Current collectors include metals such as Al, Cu, Ni, Ti, stainless steel, and carbonaceous materials.

Without wishing to be bound by theory, it is believed that uniform dispersion of graphene nanoribbons of uniform length and greater than about 90% purity with the active materials (i.e., both the cathode and anode active materials) may be important for best electrode performance. Graphene nanoribbons uniformly dispersed in the active materials form electrical connections with the active particles in either the cathode or anode, which can improve conductivity and reduce resistance while increasing capacity and charge rate.
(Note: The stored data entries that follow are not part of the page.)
//! Running context per session.

use std::collections::HashMap;

use tokio::sync::RwLock;
use tracing::debug;

use modelroute_core::{Context, ContextUpdate, SessionId, Task};

/// Holds each session's running context.
#[derive(Default)]
pub struct SessionStore {
    sessions: RwLock<HashMap<SessionId, Context>>,
}

/// The session's running context with the task's snapshot filling gaps. A
/// session seen for the first time starts from the snapshot's confidence.
fn prior_for(running: Option<&Context>, task: &Task) -> Context {
    let mut prior = match running {
        Some(running) => running.clone(),
        None => {
            let mut fresh = Context::new(task.context.session_id.clone());
            fresh.confidence_score = task.context.confidence_score;
            fresh
        }
    };
    prior.seed_missing_from(&task.context);
    prior
}

impl SessionStore {
    pub fn new() -> Self {
        Self::default()
    }

    /// Current running context for a session.
    pub async fn get(&self, session: &SessionId) -> Context {
        self.sessions
            .read()
            .await
            .get(session)
            .cloned()
            .unwrap_or_else(|| Context::new(session.clone()))
    }

    /// Merge a caller-supplied update into the session and return the result.
    pub async fn merge(&self, update: &ContextUpdate) -> Context {
        let session = update.session_id();
        let mut sessions = self.sessions.write().await;
        let running = sessions
            .entry(session.clone())
            .or_insert_with(|| Context::new(session.clone()));
        running.merge_from(update);
        debug!(
            session_id = %session,
            metadata = running.metadata.len(),
            "Session context updated"
        );
        running.clone()
    }

    /// The context a task should run with: the session's running context,
    /// plus whatever the task's own snapshot adds that the session lacks.
    pub async fn effective_prior(&self, task: &Task) -> Context {
        let sessions = self.sessions.read().await;
        prior_for(sessions.get(&task.context.session_id), task)
    }

    /// Fold a completed task into the session's running context as it is
    /// now, not as it was when the task started, and publish the result.
    ///
    /// `fold` runs under the write lock, so updates and other tasks that
    /// finished in the meantime are kept.
    pub async fn fold_with<F>(&self, task: &Task, fold: F) -> Context
    where
        F: FnOnce(&Context) -> Context,
    {
        let session = &task.context.session_id;
        let mut sessions = self.sessions.write().await;
        let updated = fold(&prior_for(sessions.get(session), task));
        sessions.insert(session.clone(), updated.clone());
        updated
    }

    pub async fn len(&self) -> usize {
        self.sessions.read().await.len()
    }
}

#[cfg(test)]
mod tests {
    use super::*;
    use modelroute_core::{TaskId, TaskType};

    fn record(task: &Task) -> impl FnOnce(&Context) -> Context + '_ {
        move |running| {
            let mut next = running.clone();
            next.record_task(&task.id);
            next
        }
    }

    #[tokio::test]
    async fn test_merge_then_effective_prior_sees_metadata() {
        let store = SessionStore::new();
        let session = SessionId::new("s1");

        store
            .merge(&ContextUpdate::new(
                Context::new(session.clone()).with_metadata("lang", "rust"),
            ))
            .await;

        let task = Task::new(TaskType::Generation, "x").with_context(
            Context::new(session.clone())
                .with_metadata("lang", "go")
                .with_metadata("editor", "helix"),
        );
        let prior = store.effective_prior(&task).await;

        // The session wins on conflicts; the snapshot fills gaps.
        assert_eq!(prior.metadata.get("lang"), Some(&"rust".to_string()));
        assert_eq!(prior.metadata.get("editor"), Some(&"helix".to_string()));
    }

    #[tokio::test]
    async fn test_new_session_starts_from_snapshot_confidence() {
        let store = SessionStore::new();
        let mut snapshot = Context::new(SessionId::new("s1"));
        snapshot.confidence_score = 0.6;
        let task = Task::new(TaskType::Generation, "x").with_context(snapshot);

        assert_eq!(store.effective_prior(&task).await.confidence_score, 0.6);

        // Once the session exists its own trend wins, even at zero.
        store
            .merge(&ContextUpdate::new(Context::new(SessionId::new("s1"))).with_confidence(0.0))
            .await;
        assert_eq!(store.effective_prior(&task).await.confidence_score, 0.0);
    }

    #[tokio::test]
    async fn test_fold_with_keeps_changes_made_since_start() {
        let store = SessionStore::new();
        let session = SessionId::new("s1");
        let t1 = Task::new(TaskType::Generation, "a")
            .with_id("t1")
            .with_context(Context::new(session.clone()));
        let t2 = Task::new(TaskType::Generation, "b")
            .with_id("t2")
            .with_context(Context::new(session.clone()));

        // Both tasks start from the same empty prior.
        let _ = store.effective_prior(&t1).await;
        let _ = store.effective_prior(&t2).await;

        store.fold_with(&t1, record(&t1)).await;
        store
            .merge(&ContextUpdate::new(
                Context::new(session.clone()).with_metadata("lang", "rust"),
            ))
            .await;
        let folded = store.fold_with(&t2, record(&t2)).await;

        assert_eq!(
            folded.previous_tasks,
            vec![TaskId::new("t1"), TaskId::new("t2")]
        );
        assert_eq!(folded.metadata.get("lang"), Some(&"rust".to_string()));
        assert_eq!(store.get(&session).await, folded);
        assert_eq!(store.len().await, 1);
        // Unknown sessions start empty.
        assert!(store.get(&SessionId::new("nope")).await.previous_tasks.is_empty());
    }
}
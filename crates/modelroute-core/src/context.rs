//! Session context threaded between tasks.

use serde::{Deserialize, Serialize};
use std::collections::HashMap;

use crate::{SessionId, TaskId};

/// Accumulated session-scoped state: history, metadata, confidence trend and
/// retrieved documents.
///
/// Contexts are append-only across a session: each completed task produces a
/// new Context that becomes the input of the next.
#[derive(Debug, Clone, Default, PartialEq, Serialize, Deserialize)]
pub struct Context {
    /// Session this context belongs to.
    pub session_id: SessionId,

    /// Tasks completed in this session, oldest first.
    pub previous_tasks: Vec<TaskId>,

    /// Free-form string metadata.
    pub metadata: HashMap<String, String>,

    /// Running confidence trend in [0, 1].
    pub confidence_score: f64,

    /// References to documents relevant to the session, oldest first.
    pub relevant_documents: Vec<String>,
}

impl Context {
    /// Create an empty context for a session.
    pub fn new(session_id: SessionId) -> Self {
        Self {
            session_id,
            ..Self::default()
        }
    }

    /// Builder method to add a metadata entry.
    pub fn with_metadata(mut self, key: impl Into<String>, value: impl Into<String>) -> Self {
        self.metadata.insert(key.into(), value.into());
        self
    }

    /// Append a task to the history unless it is already recorded.
    pub fn record_task(&mut self, id: &TaskId) {
        if !self.previous_tasks.contains(id) {
            self.previous_tasks.push(id.clone());
        }
    }

    /// Append document references, skipping ones already present.
    pub fn add_documents<I, S>(&mut self, docs: I)
    where
        I: IntoIterator<Item = S>,
        S: Into<String>,
    {
        for doc in docs {
            let doc = doc.into();
            if !self.relevant_documents.contains(&doc) {
                self.relevant_documents.push(doc);
            }
        }
    }

    /// Merge a caller-supplied update into this context.
    ///
    /// Incoming metadata overwrites existing keys, history and documents are
    /// appended without duplicates, and a confidence score replaces the
    /// running one only when the update carries one.
    pub fn merge_from(&mut self, update: &ContextUpdate) {
        let other = &update.context;
        for (k, v) in &other.metadata {
            self.metadata.insert(k.clone(), v.clone());
        }
        for id in &other.previous_tasks {
            self.record_task(id);
        }
        self.add_documents(other.relevant_documents.iter().cloned());
        if let Some(score) = update.confidence_score {
            self.confidence_score = clamp_unit(score);
        }
    }

    /// Fold in a snapshot without overriding anything this context already
    /// knows: only missing metadata keys, history and documents are taken.
    pub fn seed_missing_from(&mut self, snapshot: &Context) {
        for (k, v) in &snapshot.metadata {
            self.metadata.entry(k.clone()).or_insert_with(|| v.clone());
        }
        for id in &snapshot.previous_tasks {
            self.record_task(id);
        }
        self.add_documents(snapshot.relevant_documents.iter().cloned());
    }
}

/// A caller-supplied change to a session's running context.
#[derive(Debug, Clone, Default, PartialEq)]
pub struct ContextUpdate {
    /// Session, metadata, history and documents to merge.
    pub context: Context,

    /// Replacement confidence trend, if the caller set one.
    pub confidence_score: Option<f64>,
}

impl ContextUpdate {
    pub fn new(context: Context) -> Self {
        Self {
            context,
            confidence_score: None,
        }
    }

    pub fn with_confidence(mut self, score: f64) -> Self {
        self.confidence_score = Some(score);
        self
    }

    pub fn session_id(&self) -> &SessionId {
        &self.context.session_id
    }
}

/// Clamp a score into [0, 1]; NaN maps to 0.
pub fn clamp_unit(score: f64) -> f64 {
    if score.is_nan() {
        0.0
    } else {
        score.clamp(0.0, 1.0)
    }
}
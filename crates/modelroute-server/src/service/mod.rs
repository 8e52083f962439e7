//! gRPC service implementations.

pub mod router_service;

pub use router_service::ModelRouterServiceImpl;
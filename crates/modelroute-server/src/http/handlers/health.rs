//! Health and metrics handlers.

use std::sync::Arc;

use axum::{extract::State, http::header, response::IntoResponse, Json};

use crate::state::AppState;

/// Health check endpoint.
pub async fn health_check(State(state): State<Arc<AppState>>) -> impl IntoResponse {
    let uptime = (chrono::Utc::now() - state.started_at).num_seconds();
    Json(serde_json::json!({
        "status": "ok",
        "uptime_secs": uptime,
        "active_tasks": state.scheduler.active(),
    }))
}

/// Prometheus metrics endpoint.
pub async fn metrics_handler(State(state): State<Arc<AppState>>) -> impl IntoResponse {
    let body = crate::metrics::collect_metrics(&state).await;
    ([(header::CONTENT_TYPE, "text/plain; version=0.0.4")], body)
}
More extensive physical contact between the graphene nanoribbons and the active particles in either the cathode or anode can form a better electrical network in the electrode layer, resulting in lower sheet resistance.

In some embodiments, the weight percentage of graphene nanoribbons relative to the active material (i.e., both the cathode active material and the anode active material) is about 5%. In other embodiments, the weight percentage of graphene nanoribbons relative to the active material (i.e., both the cathode active material and the anode active material) is about 2.5%. In some embodiments, the weight percentage of graphene nanoribbons relative to the active material (i.e., both the cathode active material and the anode active material) is about 1%. In some embodiments, the weight percentage of graphene nanoribbons relative to the active material (i.e., both the cathode active material and the anode active material) is about 0.5%.

Representative Embodiments

1. An electrode comprising graphene nanoribbons of uniform length and greater than about 90% purity.

2. The electrode of embodiment 1, wherein the graphene nanoribbons are greater than about 95% pure.

The electrode of embodiment 1, wherein the graphene nanoribbons are greater than about 99% pure.

The electrode of embodiment 1, wherein the graphene nanoribbons are greater than about 99.5% pure.

The electrode of embodiment 1, wherein the graphene nanoribbons are greater than about 99.9% pure.

The electrode described in embodiments 1 to 5, wherein the length of the graphene nanoribbon is about 20 μM.

An electrode according to embodiments 1 to 5, in which the length of the graphene nanoribbon is about 50 μM.

An electrode according to embodiments 1 to 5, in which the length of the graphene nanoribbon is about 100 μM.

An electrode according to embodiments 1 to 5, in which the length of the graphene nanoribbon is about 200 μM.

The electrode of embodiments 1 to 9 further comprising a cathode active material.

11. An electrode as described in embodiment 10, wherein the cathode active material is lithium cobalt oxide, nickel manganese cobalt, nickel cobalt aluminum oxide, lithium nickel manganese cobalt, lithium nickel cobalt aluminum oxide, lithium manganate, lithium iron phosphate, or _Fe2S .

The electrode described in embodiments 1 to 9, further comprising an anode active material.

The electrode of embodiment 12, wherein the anode active material is graphite, lithium titanate, tin/cobalt alloy, silicon, or solid lithium.

An electrochemical cell comprising one or two electrodes according to embodiments 1 to 9.

The electrochemical cell of embodiment 14, wherein the number of electrodes is one, and the electrode is an anode.

The electrochemical cell of embodiment 14, wherein the number of electrodes is one, and the electrode is a cathode.

The electrochemical cell of embodiment 14, wherein the number of electrodes is two, and one electrode is an anode and the second electrode is a cathode.

An electrochemical cell as described in embodiment 15, wherein the anode further comprises an anode active material.

The electrochemical cell of embodiment 16, wherein the cathode further comprises a cathode active material.

The electrochemical cell of embodiment 17, wherein the anode further comprises an anode active material and the cathode further comprises a cathode active material.

18. An electrochemical cell as recited in embodiment 17, wherein the cathode active material is lithium cobalt oxide, nickel manganese cobalt, nickel cobalt aluminum oxide, lithium nickel manganese cobalt, lithium nickel cobalt aluminum oxide, lithium manganate, lithium iron phosphate, or _Fe2S , and the anode active material is graphite, lithium titanate, tin/cobalt alloy, silicon, or solid lithium.

A lithium ion battery including an exterior body including one or two electrodes according to embodiments 1 to 9, a liquid electrolyte disposed between the anode and the cathode, and a separator between the cathode and the anode.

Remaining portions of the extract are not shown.